WORK REQUEST — Note every line in the entries that contains the string "requests", and copy it.

TASK INPUTS —
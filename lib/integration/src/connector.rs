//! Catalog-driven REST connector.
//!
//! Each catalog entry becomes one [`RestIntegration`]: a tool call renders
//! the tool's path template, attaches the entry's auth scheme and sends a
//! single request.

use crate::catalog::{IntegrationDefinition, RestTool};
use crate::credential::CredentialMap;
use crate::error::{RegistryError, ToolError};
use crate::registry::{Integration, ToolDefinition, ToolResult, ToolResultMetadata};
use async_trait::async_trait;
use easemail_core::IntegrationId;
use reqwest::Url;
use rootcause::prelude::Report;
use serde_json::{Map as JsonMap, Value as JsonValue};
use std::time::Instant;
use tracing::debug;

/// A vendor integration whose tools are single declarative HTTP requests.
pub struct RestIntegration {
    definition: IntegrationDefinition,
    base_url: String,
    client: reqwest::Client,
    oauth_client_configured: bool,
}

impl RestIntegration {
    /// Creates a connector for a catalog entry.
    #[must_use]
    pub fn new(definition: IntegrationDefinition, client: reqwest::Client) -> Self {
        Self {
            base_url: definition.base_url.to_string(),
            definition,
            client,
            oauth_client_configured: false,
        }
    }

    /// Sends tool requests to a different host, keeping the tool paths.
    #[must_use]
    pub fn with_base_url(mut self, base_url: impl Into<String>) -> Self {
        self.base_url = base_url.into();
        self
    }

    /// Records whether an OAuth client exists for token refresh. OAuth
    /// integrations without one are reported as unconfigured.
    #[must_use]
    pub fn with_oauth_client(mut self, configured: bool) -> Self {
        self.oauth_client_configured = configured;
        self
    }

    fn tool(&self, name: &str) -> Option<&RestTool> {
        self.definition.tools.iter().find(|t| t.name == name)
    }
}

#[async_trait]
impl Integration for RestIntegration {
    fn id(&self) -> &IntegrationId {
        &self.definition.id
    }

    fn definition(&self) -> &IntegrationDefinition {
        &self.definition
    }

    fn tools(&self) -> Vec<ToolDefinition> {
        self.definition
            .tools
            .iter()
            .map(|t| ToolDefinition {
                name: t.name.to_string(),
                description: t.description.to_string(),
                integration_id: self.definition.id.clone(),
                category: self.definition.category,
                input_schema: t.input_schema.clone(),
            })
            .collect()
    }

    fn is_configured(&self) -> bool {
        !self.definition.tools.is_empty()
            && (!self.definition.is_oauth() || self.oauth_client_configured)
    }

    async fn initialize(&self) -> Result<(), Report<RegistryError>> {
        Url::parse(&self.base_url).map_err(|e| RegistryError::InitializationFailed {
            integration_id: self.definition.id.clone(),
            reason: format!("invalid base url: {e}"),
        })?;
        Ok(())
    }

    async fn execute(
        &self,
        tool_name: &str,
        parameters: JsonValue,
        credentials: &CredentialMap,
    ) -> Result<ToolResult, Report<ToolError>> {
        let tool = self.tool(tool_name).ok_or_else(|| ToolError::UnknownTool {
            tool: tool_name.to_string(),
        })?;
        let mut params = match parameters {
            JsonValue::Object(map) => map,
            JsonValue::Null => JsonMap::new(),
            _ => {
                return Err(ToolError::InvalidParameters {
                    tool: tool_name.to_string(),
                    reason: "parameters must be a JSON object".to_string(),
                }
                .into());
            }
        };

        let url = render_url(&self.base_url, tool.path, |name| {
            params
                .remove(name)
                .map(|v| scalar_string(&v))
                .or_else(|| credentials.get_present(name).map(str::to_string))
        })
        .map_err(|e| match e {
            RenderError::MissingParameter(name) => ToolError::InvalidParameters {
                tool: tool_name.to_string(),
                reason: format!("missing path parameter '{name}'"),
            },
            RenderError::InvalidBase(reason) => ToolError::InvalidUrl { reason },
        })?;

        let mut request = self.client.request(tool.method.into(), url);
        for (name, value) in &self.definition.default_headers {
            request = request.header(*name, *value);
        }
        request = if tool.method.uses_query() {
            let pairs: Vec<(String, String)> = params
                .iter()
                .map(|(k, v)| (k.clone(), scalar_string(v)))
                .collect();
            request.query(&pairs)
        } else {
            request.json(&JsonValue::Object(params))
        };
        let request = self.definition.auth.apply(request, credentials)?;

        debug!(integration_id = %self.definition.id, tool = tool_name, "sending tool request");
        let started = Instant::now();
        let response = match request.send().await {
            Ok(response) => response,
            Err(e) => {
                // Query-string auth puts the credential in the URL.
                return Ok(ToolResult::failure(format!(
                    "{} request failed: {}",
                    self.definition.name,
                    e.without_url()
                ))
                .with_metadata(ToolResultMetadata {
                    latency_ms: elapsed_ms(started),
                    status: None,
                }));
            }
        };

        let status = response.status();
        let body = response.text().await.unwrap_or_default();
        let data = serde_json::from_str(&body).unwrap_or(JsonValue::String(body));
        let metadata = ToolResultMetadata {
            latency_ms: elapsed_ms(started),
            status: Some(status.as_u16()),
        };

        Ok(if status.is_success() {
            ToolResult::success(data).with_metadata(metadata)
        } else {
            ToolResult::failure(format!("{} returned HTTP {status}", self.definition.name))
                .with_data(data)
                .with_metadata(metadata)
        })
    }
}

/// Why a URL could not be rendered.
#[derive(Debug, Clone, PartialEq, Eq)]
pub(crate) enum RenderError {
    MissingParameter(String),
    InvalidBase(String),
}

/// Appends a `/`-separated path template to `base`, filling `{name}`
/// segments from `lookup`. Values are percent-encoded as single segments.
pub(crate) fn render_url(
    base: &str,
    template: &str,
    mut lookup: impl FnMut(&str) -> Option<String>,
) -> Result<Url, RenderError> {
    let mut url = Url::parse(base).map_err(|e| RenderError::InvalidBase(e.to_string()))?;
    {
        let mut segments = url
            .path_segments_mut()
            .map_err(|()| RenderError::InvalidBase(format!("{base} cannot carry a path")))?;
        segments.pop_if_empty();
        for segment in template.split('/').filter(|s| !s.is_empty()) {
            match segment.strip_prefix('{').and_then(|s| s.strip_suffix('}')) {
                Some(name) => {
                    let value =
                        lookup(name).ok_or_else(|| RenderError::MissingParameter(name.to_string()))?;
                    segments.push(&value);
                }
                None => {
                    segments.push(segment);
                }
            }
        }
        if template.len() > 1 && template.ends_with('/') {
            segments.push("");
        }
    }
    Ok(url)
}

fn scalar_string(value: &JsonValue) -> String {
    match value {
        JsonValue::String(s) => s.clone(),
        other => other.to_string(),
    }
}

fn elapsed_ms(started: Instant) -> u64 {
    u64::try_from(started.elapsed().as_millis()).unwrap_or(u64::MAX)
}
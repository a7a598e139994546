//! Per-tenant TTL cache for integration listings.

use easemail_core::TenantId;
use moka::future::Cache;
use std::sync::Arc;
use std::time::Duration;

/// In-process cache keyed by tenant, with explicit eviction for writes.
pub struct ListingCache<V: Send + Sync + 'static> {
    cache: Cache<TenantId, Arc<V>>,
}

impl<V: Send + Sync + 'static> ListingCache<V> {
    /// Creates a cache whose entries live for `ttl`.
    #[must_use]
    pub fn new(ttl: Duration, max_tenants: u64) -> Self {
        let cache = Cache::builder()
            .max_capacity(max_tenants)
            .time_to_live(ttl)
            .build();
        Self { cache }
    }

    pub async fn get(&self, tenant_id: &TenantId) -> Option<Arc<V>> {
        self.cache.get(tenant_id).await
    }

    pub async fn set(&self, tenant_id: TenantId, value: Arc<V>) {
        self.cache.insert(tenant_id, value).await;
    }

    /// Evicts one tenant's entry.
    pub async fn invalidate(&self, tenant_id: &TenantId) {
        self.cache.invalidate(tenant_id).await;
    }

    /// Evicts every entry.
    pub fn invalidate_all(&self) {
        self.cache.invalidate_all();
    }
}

OUTPUT BELOW —
/// A vendor integration whose tools are single declarative HTTP requests.
    /// Sends tool requests to a different host, keeping the tool paths.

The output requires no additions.